SAO PAULO (AP) — Brazil’s federal police raided locations in several states Wednesday in an operation against a criminal gang accused of plotting to kidnap and kill public officials, including the former judge who presided over the country’s biggest corruption case.

Some 120 officers complied with 24 search warrants and 11 arrest warrants in the states of Sao Paulo, Paraná, Mato Grosso do Sul and Rondonia, police said in a statement, which did not name the suspects wanted or who they wanted to kill.

A Federal Police official confirmed that one of the targets of the plot was to be Senator Sérgio Moro, who as judge presided over the bribery and money laundering case known as “Lavajato,” which began in 2014 and eventually involved the current President Luiz Inácio Lula da Silva. The source asked not to be identified as he was not authorized to speak about the matter in public.

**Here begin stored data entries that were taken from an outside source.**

//! Mesons and leptons
//!
//! The π⁵ coefficient tracks flavour content: 1 for the pion, 3 with one
//! strange quark, 5 for vector mesons, 12 = 2×6 for D, 20 = 4×5 for J/ψ,
//! 34 = 6²−2 for B and 61 = 64−3 for Υ.

use lambda7_core::{Atom, Correction, Meson, Polynomial};

fn poly(ints: &[(i32, i64)]) -> Polynomial {
    Polynomial::from_ints(ints)
}

pub fn mesons() -> Vec<Meson> {
    vec![
        // Light
        Meson::new("pi_pm", "Pion±", "π±", r"\pi^\pm", 139.57039)
            .with_quarks(r"u\bar{d}")
            .with_polynomial(poly(&[(5, 1), (3, -1), (1, -1), (0, 1)]))
            .with_correction(Correction::ratio(6, 1, Atom::ExpNegPi)),
        Meson::new("pi_0", "Pion⁰", "π⁰", r"\pi^0", 134.9768)
            .with_quarks(r"u\bar{u}, d\bar{d}")
            .with_polynomial(poly(&[(5, 1), (3, -1), (2, -1), (0, -1)])),
        Meson::new("rho", "Rho", "ρ", r"\rho", 775.11)
            .with_quarks(r"u\bar{d}")
            .with_polynomial(poly(&[(5, 5), (2, -1)]).with_ratio(1, -6, 5).with_ratio(0, 2, 5))
            .with_spin(1),
        Meson::new("omega", "Omega", "ω", r"\omega", 782.66)
            .with_quarks(r"u\bar{u}, d\bar{d}")
            .with_polynomial(poly(&[(5, 5)]).with_ratio(1, 3, 5).with_ratio(0, -2, 5))
            .with_spin(1),
        // Strange
        Meson::new("K_pm", "Kaon±", "K±", r"K^\pm", 493.677)
            .with_quarks(r"u\bar{s}")
            .with_polynomial(poly(&[(5, 3), (3, 1), (2, 2)]).with_ratio(1, -4, 5)),
        Meson::new("K_0", "Kaon⁰", "K⁰", r"K^0", 497.611)
            .with_quarks(r"d\bar{s}")
            .with_polynomial(poly(&[(5, 3), (3, 2), (1, -2)])),
        Meson::new("eta", "Eta", "η", r"\eta", 547.862)
            .with_quarks(r"u\bar{u}, d\bar{d}, s\bar{s}")
            .with_polynomial(poly(&[(5, 3), (4, 1), (3, 2), (1, -2), (0, 1)])),
        Meson::new("eta_prime", "Eta'", "η'", r"\eta'", 957.78)
            .with_quarks(r"u\bar{u}, d\bar{d}, s\bar{s}")
            .with_polynomial(poly(&[(5, 6), (3, 1), (1, 2), (0, 1)])),
        Meson::new("phi", "Phi", "φ", r"\phi", 1019.461)
            .with_quarks(r"s\bar{s}")
            .with_polynomial(
                poly(&[(5, 6), (4, 2), (3, -1)]).with_ratio(1, -7, 5).with_ratio(0, -2, 5),
            )
            .with_spin(1),
        // Charm
        Meson::new("D_pm", "D±", "D±", r"D^\pm", 1869.66)
            .with_quarks(r"c\bar{d}")
            .with_polynomial(poly(&[(5, 12), (2, -2), (1, 2)])),
        Meson::new("D_0", "D⁰", "D⁰", r"D^0", 1864.84)
            .with_quarks(r"c\bar{u}")
            .with_polynomial(poly(&[(5, 12), (2, -2), (1, -1)])),
        Meson::new("D_s", "Ds", "Ds", r"D_s", 1968.35)
            .with_quarks(r"c\bar{s}")
            .with_polynomial(
                poly(&[(5, 13), (4, -1), (3, -1)]).with_ratio(1, 4, 5).with_ratio(0, -2, 5),
            ),
        Meson::new("J_psi", "J/ψ", "J/ψ", r"J/\psi", 3096.900)
            .with_quarks(r"c\bar{c}")
            .with_polynomial(poly(&[(5, 20), (3, -2)]).with_ratio(1, 4, 5).with_ratio(0, -2, 5))
            .with_spin(1),
        // Bottom
        Meson::new("B_pm", "B±", "B±", r"B^\pm", 5279.34)
            .with_quarks(r"u\bar{b}")
            .with_polynomial(poly(&[(5, 34), (3, -2), (1, -3)]).with_ratio(0, -9, 5)),
        Meson::new("B_0", "B⁰", "B⁰", r"B^0", 5279.65)
            .with_quarks(r"d\bar{b}")
            .with_polynomial(poly(&[(5, 34), (3, -2), (1, -3)]).with_ratio(0, -6, 5)),
        Meson::new("B_s", "Bs", "Bs", r"B_s", 5366.92)
            .with_quarks(r"s\bar{b}")
            .with_polynomial(poly(&[(5, 34), (4, 1)]).with_ratio(1, 4, 5).with_ratio(0, -9, 5)),
        Meson::new("Upsilon", "Υ(1S)", "Υ", r"\Upsilon(1S)", 9460.30)
            .with_quarks(r"b\bar{b}")
            .with_polynomial(
                poly(&[(5, 61), (4, -1), (3, -2)]).with_ratio(1, 6, 5).with_ratio(0, 9, 5),
            )
            .with_spin(1),
    ]
}

pub fn leptons() -> Vec<Meson> {
    vec![Meson::new("muon", "Muon", "μ", r"\mu", 105.6583755)
        .with_quarks("lepton")
        .with_polynomial(poly(&[(5, 1), (4, -1), (0, -1)]))
        .with_correction(Correction::ratio(-20, 1, Atom::ExpNegPi))
        .lepton()]
}
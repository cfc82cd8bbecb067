//! Anomalous resonances
//!
//! Resonance formulas are pure polynomials: the terms that a ground-state
//! baryon would carry as a correction (1/π, constants, π/3) live directly in
//! the polynomial here.

use crate::{Correction, MassFormula, Polynomial};

#[derive(Debug, Clone)]
pub struct Resonance {
    pub key: String,
    pub name: String,
    pub symbol: String,
    pub mass_exp: f64,
    /// Spin-parity, e.g. "1/2-"
    pub jp: String,
    /// Width in MeV
    pub width: f64,
    pub quarks: String,
    pub polynomial: Polynomial,
    /// Why the state is considered anomalous
    pub anomaly: String,
    /// Ground-state particle key this resonance mirrors, if any
    pub mirrors: Option<String>,
}

impl Resonance {
    pub fn new(key: &str, name: &str, symbol: &str, mass_exp: f64) -> Self {
        Self {
            key: key.to_string(),
            name: name.to_string(),
            symbol: symbol.to_string(),
            mass_exp,
            jp: String::new(),
            width: 0.0,
            quarks: String::new(),
            polynomial: Polynomial::new(),
            anomaly: String::new(),
            mirrors: None,
        }
    }

    pub fn with_jp(mut self, jp: &str) -> Self {
        self.jp = jp.to_string();
        self
    }

    pub fn with_width(mut self, width: f64) -> Self {
        self.width = width;
        self
    }

    pub fn with_quarks(mut self, quarks: &str) -> Self {
        self.quarks = quarks.to_string();
        self
    }

    pub fn with_polynomial(mut self, polynomial: Polynomial) -> Self {
        self.polynomial = polynomial;
        self
    }

    pub fn with_anomaly(mut self, anomaly: &str) -> Self {
        self.anomaly = anomaly.to_string();
        self
    }

    pub fn mirroring(mut self, particle_key: &str) -> Self {
        self.mirrors = Some(particle_key.to_string());
        self
    }
}

impl MassFormula for Resonance {
    fn polynomial(&self) -> &Polynomial {
        &self.polynomial
    }

    fn correction(&self) -> Option<&Correction> {
        None
    }

    fn mass_exp(&self) -> f64 {
        self.mass_exp
    }
}

#[cfg(test)]
mod tests {
    use super::*;
    use crate::constants::{pi_pow, M_E, PI};

    #[test]
    fn test_lambda_1405() {
        let r = Resonance::new("Lambda_1405", "Lambda(1405)", "Λ(1405)", 1405.1)
            .with_polynomial(Polynomial::from_ints(&[(5, 9), (1, -1), (0, -1), (-1, -1)]))
            .mirroring("Lambda");
        let expected = (9.0 * pi_pow(5) - PI - 1.0 - 1.0 / PI) * M_E;
        assert!((r.mass_mev() - expected).abs() < 1e-9);
        assert_eq!(r.correction_value(), 0.0);
        assert_eq!(r.mirrors.as_deref(), Some("Lambda"));
    }

    #[test]
    fn test_fractional_terms() {
        // N(1535): 9π⁵ + 2π⁴ + π²/2 + π/3
        let r = Resonance::new("N_1535", "N(1535)", "N(1535)", 1510.0).with_polynomial(
            Polynomial::from_ints(&[(5, 9), (4, 2)]).with_ratio(2, 1, 2).with_ratio(1, 1, 3),
        );
        let expected = 9.0 * pi_pow(5) + 2.0 * pi_pow(4) + pi_pow(2) / 2.0 + PI / 3.0;
        assert!((r.mass_me() - expected).abs() < 1e-9);
    }
}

Moro claimed on Twitter that one of Brazil’s most notorious drug gangs, known as the First Command of the Capital, wanted to kill him in retaliation. He thanked police and said he would issue a statement later Wednesday.

From 2014 to 2018, Moro was the lead judge in the Lavajato case, which led to the arrest of prominent politicians, including Lula, who served more than a year in jail, though the ruling against him was later overturned. In 2019, Moro became justice minister under then-President Jair Bolsonaro, but he left the government in April 2020 and won a senatorial seat last year.

The local press, including the Folha de S.Paulo newspaper, reported that the criminal organization targeted by the police raids was the First Command of the Capital. Neither the police nor the Ministry of Justice confirmed this information.

Justice Minister Flávio Dino wrote on Twitter that a senator and a prosecutor were among the targets of the “homicidal plan.”

Federal police last year investigated a plot by the First Command of the Capital to kidnap public officials in order to exchange them for Marco Willians Camacho, the imprisoned leader of the gang, according to a report by the online media UOL.